(Items listed in a dataset)
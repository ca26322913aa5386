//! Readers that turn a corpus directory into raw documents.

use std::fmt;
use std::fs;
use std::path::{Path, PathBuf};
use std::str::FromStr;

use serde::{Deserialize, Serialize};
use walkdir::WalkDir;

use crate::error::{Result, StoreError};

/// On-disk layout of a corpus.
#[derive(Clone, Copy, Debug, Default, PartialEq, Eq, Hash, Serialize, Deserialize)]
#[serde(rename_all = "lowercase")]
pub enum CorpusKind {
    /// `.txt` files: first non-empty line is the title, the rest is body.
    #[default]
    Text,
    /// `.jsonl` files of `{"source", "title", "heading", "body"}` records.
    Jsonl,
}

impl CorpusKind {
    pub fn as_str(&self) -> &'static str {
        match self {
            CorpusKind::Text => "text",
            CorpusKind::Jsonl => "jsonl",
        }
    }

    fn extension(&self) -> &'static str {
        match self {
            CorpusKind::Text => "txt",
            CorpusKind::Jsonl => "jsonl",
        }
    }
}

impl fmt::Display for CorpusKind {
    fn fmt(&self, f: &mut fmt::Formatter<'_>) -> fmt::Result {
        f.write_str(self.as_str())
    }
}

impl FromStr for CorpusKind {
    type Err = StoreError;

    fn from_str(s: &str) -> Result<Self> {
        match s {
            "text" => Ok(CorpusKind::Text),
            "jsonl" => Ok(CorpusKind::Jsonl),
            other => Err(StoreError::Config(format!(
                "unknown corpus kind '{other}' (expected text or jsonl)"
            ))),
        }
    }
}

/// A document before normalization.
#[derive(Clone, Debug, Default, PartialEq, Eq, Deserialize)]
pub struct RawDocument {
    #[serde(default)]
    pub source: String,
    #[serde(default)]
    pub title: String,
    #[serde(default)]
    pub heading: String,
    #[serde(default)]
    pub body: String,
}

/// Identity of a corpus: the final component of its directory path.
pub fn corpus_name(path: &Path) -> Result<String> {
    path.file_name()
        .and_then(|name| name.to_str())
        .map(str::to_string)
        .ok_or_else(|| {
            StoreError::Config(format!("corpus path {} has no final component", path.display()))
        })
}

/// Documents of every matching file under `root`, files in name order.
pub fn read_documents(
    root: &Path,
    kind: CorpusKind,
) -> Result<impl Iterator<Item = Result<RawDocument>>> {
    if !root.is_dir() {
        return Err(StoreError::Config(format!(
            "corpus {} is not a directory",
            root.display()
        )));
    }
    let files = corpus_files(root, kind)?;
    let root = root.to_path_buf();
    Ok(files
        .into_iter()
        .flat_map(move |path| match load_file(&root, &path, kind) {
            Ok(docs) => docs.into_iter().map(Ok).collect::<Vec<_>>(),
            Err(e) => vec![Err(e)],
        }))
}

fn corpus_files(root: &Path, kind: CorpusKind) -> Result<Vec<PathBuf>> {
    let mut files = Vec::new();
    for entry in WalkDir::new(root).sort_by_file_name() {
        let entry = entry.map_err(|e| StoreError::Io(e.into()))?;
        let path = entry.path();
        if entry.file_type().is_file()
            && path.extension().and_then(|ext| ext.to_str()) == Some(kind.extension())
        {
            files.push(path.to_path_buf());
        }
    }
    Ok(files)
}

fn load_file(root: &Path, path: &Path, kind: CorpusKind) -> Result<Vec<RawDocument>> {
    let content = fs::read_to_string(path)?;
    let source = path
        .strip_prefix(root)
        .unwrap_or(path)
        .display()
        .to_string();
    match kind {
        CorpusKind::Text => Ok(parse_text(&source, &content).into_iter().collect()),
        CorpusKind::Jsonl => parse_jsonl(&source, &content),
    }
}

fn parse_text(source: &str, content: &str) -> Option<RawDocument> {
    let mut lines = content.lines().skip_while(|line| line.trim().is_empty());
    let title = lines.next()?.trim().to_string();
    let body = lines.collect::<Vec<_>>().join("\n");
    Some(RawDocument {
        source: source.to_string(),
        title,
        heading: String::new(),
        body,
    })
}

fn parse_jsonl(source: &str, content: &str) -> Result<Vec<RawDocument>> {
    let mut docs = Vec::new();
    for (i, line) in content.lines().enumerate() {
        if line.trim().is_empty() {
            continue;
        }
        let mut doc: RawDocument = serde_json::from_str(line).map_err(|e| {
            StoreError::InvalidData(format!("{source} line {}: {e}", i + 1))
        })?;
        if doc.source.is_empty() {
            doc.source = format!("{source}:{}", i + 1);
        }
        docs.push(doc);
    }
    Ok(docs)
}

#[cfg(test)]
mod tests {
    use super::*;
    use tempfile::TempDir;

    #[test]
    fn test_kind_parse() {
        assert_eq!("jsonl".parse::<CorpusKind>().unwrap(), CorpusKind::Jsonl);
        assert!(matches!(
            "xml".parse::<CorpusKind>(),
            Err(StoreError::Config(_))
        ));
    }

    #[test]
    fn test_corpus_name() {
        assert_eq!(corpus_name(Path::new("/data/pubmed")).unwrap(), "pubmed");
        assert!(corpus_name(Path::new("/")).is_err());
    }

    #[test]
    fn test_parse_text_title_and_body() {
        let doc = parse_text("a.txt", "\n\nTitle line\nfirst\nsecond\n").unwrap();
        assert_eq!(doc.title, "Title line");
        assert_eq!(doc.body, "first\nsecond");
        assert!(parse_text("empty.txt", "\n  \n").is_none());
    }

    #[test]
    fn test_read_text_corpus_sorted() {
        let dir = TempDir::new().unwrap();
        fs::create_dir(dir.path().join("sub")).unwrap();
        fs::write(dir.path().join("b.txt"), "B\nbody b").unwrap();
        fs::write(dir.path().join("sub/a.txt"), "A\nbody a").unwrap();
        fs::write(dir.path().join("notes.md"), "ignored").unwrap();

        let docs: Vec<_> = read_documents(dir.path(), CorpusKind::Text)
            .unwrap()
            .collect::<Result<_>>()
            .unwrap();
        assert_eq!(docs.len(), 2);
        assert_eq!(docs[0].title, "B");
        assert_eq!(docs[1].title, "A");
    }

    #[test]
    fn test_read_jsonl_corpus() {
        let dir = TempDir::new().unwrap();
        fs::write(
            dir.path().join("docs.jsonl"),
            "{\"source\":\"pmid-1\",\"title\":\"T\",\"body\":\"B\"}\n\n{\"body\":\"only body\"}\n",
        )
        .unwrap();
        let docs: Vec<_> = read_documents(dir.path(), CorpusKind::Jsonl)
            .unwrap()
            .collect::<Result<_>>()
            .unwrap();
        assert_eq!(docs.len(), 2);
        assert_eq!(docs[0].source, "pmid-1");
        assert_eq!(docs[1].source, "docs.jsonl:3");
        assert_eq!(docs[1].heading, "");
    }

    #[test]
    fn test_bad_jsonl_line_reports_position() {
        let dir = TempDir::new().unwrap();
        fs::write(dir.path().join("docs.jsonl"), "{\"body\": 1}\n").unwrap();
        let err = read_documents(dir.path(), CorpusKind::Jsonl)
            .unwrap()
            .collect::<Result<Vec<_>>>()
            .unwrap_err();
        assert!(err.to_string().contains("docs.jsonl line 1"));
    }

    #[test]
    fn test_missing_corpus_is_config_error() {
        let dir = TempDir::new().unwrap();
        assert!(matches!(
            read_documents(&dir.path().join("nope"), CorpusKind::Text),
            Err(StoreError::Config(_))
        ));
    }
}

PROBLEM TO SOLVE -
Retype each of the preceding records exactly as printed.

TASK SOLUTION -
repository ca26322913aa5386
//! Readers that turn a corpus directory into raw documents.

use std::fmt;
use std::fs;
use std::path::{Path, PathBuf};
use std::str::FromStr;

use serde::{Deserialize, Serialize};
use walkdir::WalkDir;

use crate::error::{Result, StoreError};

/// On-disk layout of a corpus.
#[derive(Clone, Copy, Debug, Default, PartialEq, Eq, Hash, Serialize, Deserialize)]
#[serde(rename_all = "lowercase")]
pub enum CorpusKind {
    /// `.txt` files: first non-empty line is the title, the rest is body.
    #[default]
    Text,
    /// `.jsonl` files of `{"source", "title", "heading", "body"}` records.
    Jsonl,
}

impl CorpusKind {
    pub fn as_str(&self) -> &'static str {
        match self {
            CorpusKind::Text => "text",
            CorpusKind::Jsonl => "jsonl",
        }
    }

    fn extension(&self) -> &'static str {
        match self {
            CorpusKind::Text => "txt",
            CorpusKind::Jsonl => "jsonl",
        }
    }
}

impl fmt::Display for CorpusKind {
    fn fmt(&self, f: &mut fmt::Formatter<'_>) -> fmt::Result {
        f.write_str(self.as_str())
    }
}

impl FromStr for CorpusKind {
    type Err = StoreError;

    fn from_str(s: &str) -> Result<Self> {
        match s {
            "text" => Ok(CorpusKind::Text),
            "jsonl" => Ok(CorpusKind::Jsonl),
            other => Err(StoreError::Config(format!(
                "unknown corpus kind '{other}' (expected text or jsonl)"
            ))),
        }
    }
}

/// A document before normalization.
#[derive(Clone, Debug, Default, PartialEq, Eq, Deserialize)]
pub struct RawDocument {
    #[serde(default)]
    pub source: String,
    #[serde(default)]
    pub title: String,
    #[serde(default)]
    pub heading: String,
    #[serde(default)]
    pub body: String,
}

/// Identity of a corpus: the final component of its directory path.
pub fn corpus_name(path: &Path) -> Result<String> {
    path.file_name()
        .and_then(|name| name.to_str())
        .map(str::to_string)
        .ok_or_else(|| {
            StoreError::Config(format!("corpus path {} has no final component", path.display()))
        })
}

/// Documents of every matching file under `root`, files in name order.
pub fn read_documents(
    root: &Path,
    kind: CorpusKind,
) -> Result<impl Iterator<Item = Result<RawDocument>>> {
    if !root.is_dir() {
        return Err(StoreError::Config(format!(
            "corpus {} is not a directory",
            root.display()
        )));
    }
    let files = corpus_files(root, kind)?;
    let root = root.to_path_buf();
    Ok(files
        .into_iter()
        .flat_map(move |path| match load_file(&root, &path, kind) {
            Ok(docs) => docs.into_iter().map(Ok).collect::<Vec<_>>(),
            Err(e) => vec![Err(e)],
        }))
}

fn corpus_files(root: &Path, kind: CorpusKind) -> Result<Vec<PathBuf>> {
    let mut files = Vec::new();
    for entry in WalkDir::new(root).sort_by_file_name() {
        let entry = entry.map_err(|e| StoreError::Io(e.into()))?;
        let path = entry.path();
        if entry.file_type().is_file()
            && path.extension().and_then(|ext| ext.to_str()) == Some(kind.extension())
        {
            files.push(path.to_path_buf());
        }
    }
    Ok(files)
}

fn load_file(root: &Path, path: &Path, kind: CorpusKind) -> Result<Vec<RawDocument>> {
    let content = fs::read_to_string(path)?;
    let source = path
        .strip_prefix(root)
        .unwrap_or(path)
        .display()
        .to_string();
    match kind {
        CorpusKind::Text => Ok(parse_text(&source, &content).into_iter().collect()),
        CorpusKind::Jsonl => parse_jsonl(&source, &content),
    }
}

fn parse_text(source: &str, content: &str) -> Option<RawDocument> {
    let mut lines = content.lines().skip_while(|line| line.trim().is_empty());
    let title = lines.next()?.trim().to_string();
    let body = lines.collect::<Vec<_>>().join("\n");
    Some(RawDocument {
        source: source.to_string(),
        title,
        heading: String::new(),
        body,
    })
}

fn parse_jsonl(source: &str, content: &str) -> Result<Vec<RawDocument>> {
    let mut docs = Vec::new();
    for (i, line) in content.lines().enumerate() {
        if line.trim().is_empty() {
            continue;
        }
        let mut doc: RawDocument = serde_json::from_str(line).map_err(|e| {
            StoreError::InvalidData(format!("{source} line {}: {e}", i + 1))
        })?;
        if doc.source.is_empty() {
            doc.source = format!("{source}:{}", i + 1);
        }
        docs.push(doc);
    }
    Ok(docs)
}

#[cfg(test)]
mod tests {
    use super::*;
    use tempfile::TempDir;

    #[test]
    fn test_kind_parse() {
        assert_eq!("jsonl".parse::<CorpusKind>().unwrap(), CorpusKind::Jsonl);
        assert!(matches!(
            "xml".parse::<CorpusKind>(),
            Err(StoreError::Config(_))
        ));
    }

    #[test]
    fn test_corpus_name() {
        assert_eq!(corpus_name(Path::new("/data/pubmed")).unwrap(), "pubmed");
        assert!(corpus_name(Path::new("/")).is_err());
    }

    #[test]
    fn test_parse_text_title_and_body() {
        let doc = parse_text("a.txt", "\n\nTitle line\nfirst\nsecond\n").unwrap();
        assert_eq!(doc.title, "Title line");
        assert_eq!(doc.body, "first\nsecond");
        assert!(parse_text("empty.txt", "\n  \n").is_none());
    }

    #[test]
    fn test_read_text_corpus_sorted() {
        let dir = TempDir::new().unwrap();
        fs::create_dir(dir.path().join("sub")).unwrap();
        fs::write(dir.path().join("b.txt"), "B\nbody b").unwrap();
        fs::write(dir.path().join("sub/a.txt"), "A\nbody a").unwrap();
        fs::write(dir.path().join("notes.md"), "ignored").unwrap();

        let docs: Vec<_> = read_documents(dir.path(), CorpusKind::Text)
            .unwrap()
            .collect::<Result<_>>()
            .unwrap();
        assert_eq!(docs.len(), 2);
        assert_eq!(docs[0].title, "B");
        assert_eq!(docs[1].title, "A");
    }

    #[test]
    fn test_read_jsonl_corpus() {
        let dir = TempDir::new().unwrap();
        fs::write(
            dir.path().join("docs.jsonl"),
            "{\"source\":\"pmid-1\",\"title\":\"T\",\"body\":\"B\"}\n\n{\"body\":\"only body\"}\n",
        )
        .unwrap();
        let docs: Vec<_> = read_documents(dir.path(), CorpusKind::Jsonl)
            .unwrap()
            .collect::<Result<_>>()
            .unwrap();
        assert_eq!(docs.len(), 2);
        assert_eq!(docs[0].source, "pmid-1");
        assert_eq!(docs[1].source, "docs.jsonl:3");
        assert_eq!(docs[1].heading, "");
    }

    #[test]
    fn test_bad_jsonl_line_reports_position() {
        let dir = TempDir::new().unwrap();
        fs::write(dir.path().join("docs.jsonl"), "{\"body\": 1}\n").unwrap();
        let err = read_documents(dir.path(), CorpusKind::Jsonl)
            .unwrap()
            .collect::<Result<Vec<_>>>()
            .unwrap_err();
        assert!(err.to_string().contains("docs.jsonl line 1"));
    }

    #[test]
    fn test_missing_corpus_is_config_error() {
        let dir = TempDir::new().unwrap();
        assert!(matches!(
            read_documents(&dir.path().join("nope"), CorpusKind::Text),
            Err(StoreError::Config(_))
        ));
    }
}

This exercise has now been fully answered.